A etapa da operação, chamada “Compliance Zero”, buscava aprofundar apurações sobre suspeitas de manipulação de mercado e lavagem de dinheiro. Entre os investigados estavam o ex-presidente do banco, Daniel Vorcaro, além de familiares e empresários ligados ao grupo, como Fabiano Zettel, Felipe Vorcaro e Nelson Tanure.
Durante as diligências, situações consideradas atípicas chamaram a atenção dos investigadores. Em Trancoso (BA), a PF precisou forçar a entrada em uma residência atribuída a Vorcaro, onde havia segurança privada armada. Um advogado já aguardava no local antes mesmo da chegada dos agentes, o que levantou suspeitas. A defesa, no entanto, nega qualquer irregularidade e afirma que não houve resistência.
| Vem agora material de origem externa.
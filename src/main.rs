use std::sync::Arc;

use sparrow_driver::{
    AgentConfig, AppState, PlatformServices,
    handlers,
    models::location::Coordinate,
    services::{
        channel_service::MockChannelTransport, notification_service::MockNotificationService,
        tracking_service::ScriptedSampler,
    },
};

#[tokio::main]
async fn main() -> Result<(), Box<dyn std::error::Error>> {
    tracing_subscriber::fmt::init();

    let config = AgentConfig::from_env()?;
    let bind_addr = config.status_bind_addr.clone();

    tracing::warn!("No duplex channel transport configured, using mock dispatch channel");
    tracing::warn!("No device location source configured, using a stationary scripted sampler");
    tracing::warn!("No push provider configured, using mock notification service");
    let platform = PlatformServices::new(
        Arc::new(MockChannelTransport::new()),
        Arc::new(ScriptedSampler::stationary(Coordinate::new(17.385, 78.4867))),
        Arc::new(MockNotificationService::new()),
    );

    let app_state = Arc::new(AppState::new(config, platform).await?);
    let app = handlers::router(app_state.clone());

    let listener = tokio::net::TcpListener::bind(&bind_addr).await?;
    tracing::info!("Driver agent status surface listening on {}", bind_addr);
    axum::serve(listener, app)
        .with_graceful_shutdown(async {
            let _ = tokio::signal::ctrl_c().await;
        })
        .await?;

    app_state.shutdown().await?;
    Ok(())
}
Ainda na mesma região, outro alvo não foi encontrado em casa, apesar de indícios de saída recente, como ambiente climatizado e objetos pessoais fora do lugar. Em outros endereços, os policiais relataram ter encontrado imóveis parcialmente esvaziados, sem itens de valor ou dispositivos eletrônicos — o que reforçou a hipótese de que os investigados teriam sido alertados previamente.
No Rio de Janeiro, um apartamento ligado a Nelson Tanure também apresentava sinais de retirada de bens antes da chegada da PF. Já em Belo Horizonte, agentes encontraram uma residência vazia, com objetos fora de ordem e armamentos armazenados, incluindo uma arma carregada fora de local seguro.
Em outro ponto, suspeitos de ligação com o esquema foram localizados apenas por meio de seguranças que se identificaram como policiais militares à paisana. No local, foram apreendidas armas e munições de diferentes calibres.
Entre os alvos, um dos poucos encontrados em casa foi um diretor de empresa investigada, que foi localizado após insistência dos agentes para conseguir acesso ao imóvel.
Diante do conjunto de situações — como dificuldades para localizar investigados, residências reviradas e ausência de itens relevantes — a Polícia Federal passou a considerar a possibilidade de vazamento de informações sobre a operação, o que pode ter comprometido parte das ações.